Exercise goal – Would you please copy each line below that includes the string "describe"?

=== Begin Enclosure ===

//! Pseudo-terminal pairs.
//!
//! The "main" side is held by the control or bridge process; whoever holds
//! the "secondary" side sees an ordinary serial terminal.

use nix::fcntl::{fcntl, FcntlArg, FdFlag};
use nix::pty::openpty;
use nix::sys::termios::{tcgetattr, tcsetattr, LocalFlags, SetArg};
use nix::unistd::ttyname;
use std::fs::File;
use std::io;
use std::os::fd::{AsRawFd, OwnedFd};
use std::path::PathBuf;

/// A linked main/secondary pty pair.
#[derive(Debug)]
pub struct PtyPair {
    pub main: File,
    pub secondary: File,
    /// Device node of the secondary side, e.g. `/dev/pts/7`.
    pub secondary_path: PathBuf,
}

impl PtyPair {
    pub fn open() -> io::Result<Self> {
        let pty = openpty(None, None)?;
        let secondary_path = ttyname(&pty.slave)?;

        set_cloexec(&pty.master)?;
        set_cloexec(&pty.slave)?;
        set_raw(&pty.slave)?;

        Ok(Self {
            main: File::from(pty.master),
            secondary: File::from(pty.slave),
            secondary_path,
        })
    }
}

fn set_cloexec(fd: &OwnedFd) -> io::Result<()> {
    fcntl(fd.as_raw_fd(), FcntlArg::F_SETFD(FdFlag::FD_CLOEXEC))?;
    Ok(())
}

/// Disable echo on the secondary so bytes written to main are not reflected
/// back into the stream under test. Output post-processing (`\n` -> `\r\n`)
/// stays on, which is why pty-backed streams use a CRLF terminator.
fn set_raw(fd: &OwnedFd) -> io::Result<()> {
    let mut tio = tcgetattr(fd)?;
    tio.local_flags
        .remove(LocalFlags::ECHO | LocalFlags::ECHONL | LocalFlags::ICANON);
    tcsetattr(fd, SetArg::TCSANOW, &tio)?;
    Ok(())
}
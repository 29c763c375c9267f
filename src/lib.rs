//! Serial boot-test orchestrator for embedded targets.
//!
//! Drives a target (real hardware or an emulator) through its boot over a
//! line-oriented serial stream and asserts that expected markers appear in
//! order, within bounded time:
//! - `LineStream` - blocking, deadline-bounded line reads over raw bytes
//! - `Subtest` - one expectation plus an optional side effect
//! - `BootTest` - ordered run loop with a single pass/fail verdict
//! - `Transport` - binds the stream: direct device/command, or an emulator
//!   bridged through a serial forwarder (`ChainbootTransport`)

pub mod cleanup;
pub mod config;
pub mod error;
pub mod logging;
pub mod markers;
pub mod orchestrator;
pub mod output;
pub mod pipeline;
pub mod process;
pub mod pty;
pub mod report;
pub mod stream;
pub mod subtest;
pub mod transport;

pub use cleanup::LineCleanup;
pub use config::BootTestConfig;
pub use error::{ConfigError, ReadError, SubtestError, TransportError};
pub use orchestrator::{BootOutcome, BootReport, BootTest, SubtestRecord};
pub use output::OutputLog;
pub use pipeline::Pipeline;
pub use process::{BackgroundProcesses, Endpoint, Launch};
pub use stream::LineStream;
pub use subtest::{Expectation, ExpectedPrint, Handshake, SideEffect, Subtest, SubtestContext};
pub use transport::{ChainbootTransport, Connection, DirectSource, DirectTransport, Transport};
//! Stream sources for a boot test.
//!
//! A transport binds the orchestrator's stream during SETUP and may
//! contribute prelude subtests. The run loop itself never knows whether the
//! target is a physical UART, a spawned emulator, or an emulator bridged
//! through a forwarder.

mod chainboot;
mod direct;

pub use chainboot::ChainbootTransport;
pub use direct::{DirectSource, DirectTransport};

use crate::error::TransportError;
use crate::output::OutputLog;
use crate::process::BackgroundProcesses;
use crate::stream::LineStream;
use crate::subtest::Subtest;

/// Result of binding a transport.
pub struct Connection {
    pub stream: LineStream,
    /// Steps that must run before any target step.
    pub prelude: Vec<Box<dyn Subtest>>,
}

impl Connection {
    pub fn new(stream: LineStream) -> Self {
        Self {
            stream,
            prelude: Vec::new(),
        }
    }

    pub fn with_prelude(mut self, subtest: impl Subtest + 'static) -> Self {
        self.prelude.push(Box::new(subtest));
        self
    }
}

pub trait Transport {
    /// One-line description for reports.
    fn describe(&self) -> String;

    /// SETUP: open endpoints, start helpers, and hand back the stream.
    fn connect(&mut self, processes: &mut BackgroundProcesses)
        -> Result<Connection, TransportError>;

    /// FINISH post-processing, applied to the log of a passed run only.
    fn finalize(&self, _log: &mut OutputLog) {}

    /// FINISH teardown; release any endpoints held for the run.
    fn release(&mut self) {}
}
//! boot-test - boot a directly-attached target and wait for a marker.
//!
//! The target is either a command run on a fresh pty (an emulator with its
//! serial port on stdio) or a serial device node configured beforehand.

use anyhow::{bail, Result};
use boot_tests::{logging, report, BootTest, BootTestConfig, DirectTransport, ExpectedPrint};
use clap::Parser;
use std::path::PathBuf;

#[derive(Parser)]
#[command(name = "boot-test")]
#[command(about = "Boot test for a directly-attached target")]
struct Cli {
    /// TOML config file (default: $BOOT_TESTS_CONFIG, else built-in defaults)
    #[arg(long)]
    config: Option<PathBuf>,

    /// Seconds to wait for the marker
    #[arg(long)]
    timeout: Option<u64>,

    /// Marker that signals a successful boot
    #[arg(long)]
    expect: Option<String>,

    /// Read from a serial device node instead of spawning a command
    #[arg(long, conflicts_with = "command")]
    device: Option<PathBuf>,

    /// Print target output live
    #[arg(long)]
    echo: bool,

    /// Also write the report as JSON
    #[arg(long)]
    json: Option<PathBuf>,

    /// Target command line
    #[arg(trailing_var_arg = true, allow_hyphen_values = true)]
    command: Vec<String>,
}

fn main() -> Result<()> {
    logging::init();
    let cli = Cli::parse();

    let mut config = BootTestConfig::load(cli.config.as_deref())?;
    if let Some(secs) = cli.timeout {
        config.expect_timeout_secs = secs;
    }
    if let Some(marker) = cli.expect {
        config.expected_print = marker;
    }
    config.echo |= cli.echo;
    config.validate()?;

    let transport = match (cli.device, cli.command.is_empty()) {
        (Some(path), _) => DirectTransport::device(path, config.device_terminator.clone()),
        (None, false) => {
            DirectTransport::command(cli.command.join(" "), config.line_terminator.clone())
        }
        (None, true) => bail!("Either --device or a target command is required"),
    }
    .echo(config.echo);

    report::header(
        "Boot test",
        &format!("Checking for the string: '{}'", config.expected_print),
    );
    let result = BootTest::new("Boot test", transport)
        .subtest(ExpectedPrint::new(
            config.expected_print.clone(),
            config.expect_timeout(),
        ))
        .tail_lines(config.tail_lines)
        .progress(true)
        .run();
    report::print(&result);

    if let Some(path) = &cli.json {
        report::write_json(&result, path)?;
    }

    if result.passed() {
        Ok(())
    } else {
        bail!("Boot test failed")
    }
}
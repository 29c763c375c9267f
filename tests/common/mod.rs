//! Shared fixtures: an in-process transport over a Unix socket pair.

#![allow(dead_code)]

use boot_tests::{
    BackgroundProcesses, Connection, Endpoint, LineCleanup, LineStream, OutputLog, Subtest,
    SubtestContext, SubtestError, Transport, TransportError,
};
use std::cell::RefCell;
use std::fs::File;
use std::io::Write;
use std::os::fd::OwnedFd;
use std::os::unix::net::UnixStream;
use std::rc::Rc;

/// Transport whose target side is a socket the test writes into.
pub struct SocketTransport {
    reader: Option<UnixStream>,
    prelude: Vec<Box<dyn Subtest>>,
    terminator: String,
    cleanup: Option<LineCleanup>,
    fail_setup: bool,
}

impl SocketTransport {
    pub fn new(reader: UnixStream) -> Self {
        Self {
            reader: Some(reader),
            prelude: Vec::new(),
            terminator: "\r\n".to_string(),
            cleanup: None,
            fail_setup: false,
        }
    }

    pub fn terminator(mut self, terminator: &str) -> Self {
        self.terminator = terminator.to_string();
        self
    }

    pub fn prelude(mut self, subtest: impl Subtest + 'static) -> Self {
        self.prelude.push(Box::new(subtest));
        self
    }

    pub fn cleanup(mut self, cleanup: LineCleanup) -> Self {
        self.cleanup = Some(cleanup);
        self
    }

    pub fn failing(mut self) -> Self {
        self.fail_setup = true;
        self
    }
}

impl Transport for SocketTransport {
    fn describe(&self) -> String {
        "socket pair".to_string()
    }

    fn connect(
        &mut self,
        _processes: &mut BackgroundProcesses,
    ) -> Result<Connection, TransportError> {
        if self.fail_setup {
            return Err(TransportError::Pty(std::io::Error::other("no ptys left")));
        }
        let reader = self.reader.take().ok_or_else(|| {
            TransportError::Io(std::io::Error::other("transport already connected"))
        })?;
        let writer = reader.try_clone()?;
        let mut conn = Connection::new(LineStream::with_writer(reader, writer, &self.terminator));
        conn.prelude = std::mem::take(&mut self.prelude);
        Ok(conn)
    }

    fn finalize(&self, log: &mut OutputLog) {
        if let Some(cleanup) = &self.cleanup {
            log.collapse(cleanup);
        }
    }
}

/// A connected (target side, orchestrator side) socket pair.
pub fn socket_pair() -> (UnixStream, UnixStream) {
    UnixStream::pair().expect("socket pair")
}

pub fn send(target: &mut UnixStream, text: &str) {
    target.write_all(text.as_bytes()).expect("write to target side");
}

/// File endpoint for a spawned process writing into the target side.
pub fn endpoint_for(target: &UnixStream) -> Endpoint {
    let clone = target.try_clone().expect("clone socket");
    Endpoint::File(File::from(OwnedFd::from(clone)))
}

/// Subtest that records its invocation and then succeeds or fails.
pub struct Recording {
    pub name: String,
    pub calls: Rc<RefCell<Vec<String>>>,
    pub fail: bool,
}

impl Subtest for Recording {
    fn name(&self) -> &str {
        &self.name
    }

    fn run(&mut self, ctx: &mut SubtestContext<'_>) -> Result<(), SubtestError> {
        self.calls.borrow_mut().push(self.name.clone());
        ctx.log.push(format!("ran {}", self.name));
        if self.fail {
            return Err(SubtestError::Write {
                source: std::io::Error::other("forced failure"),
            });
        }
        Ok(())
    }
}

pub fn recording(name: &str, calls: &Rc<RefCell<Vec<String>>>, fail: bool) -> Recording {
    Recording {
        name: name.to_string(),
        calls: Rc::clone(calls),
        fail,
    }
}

=== End Enclosure ===

Expected output –
    fn describe(&self) -> String;
    fn describe(&self) -> String {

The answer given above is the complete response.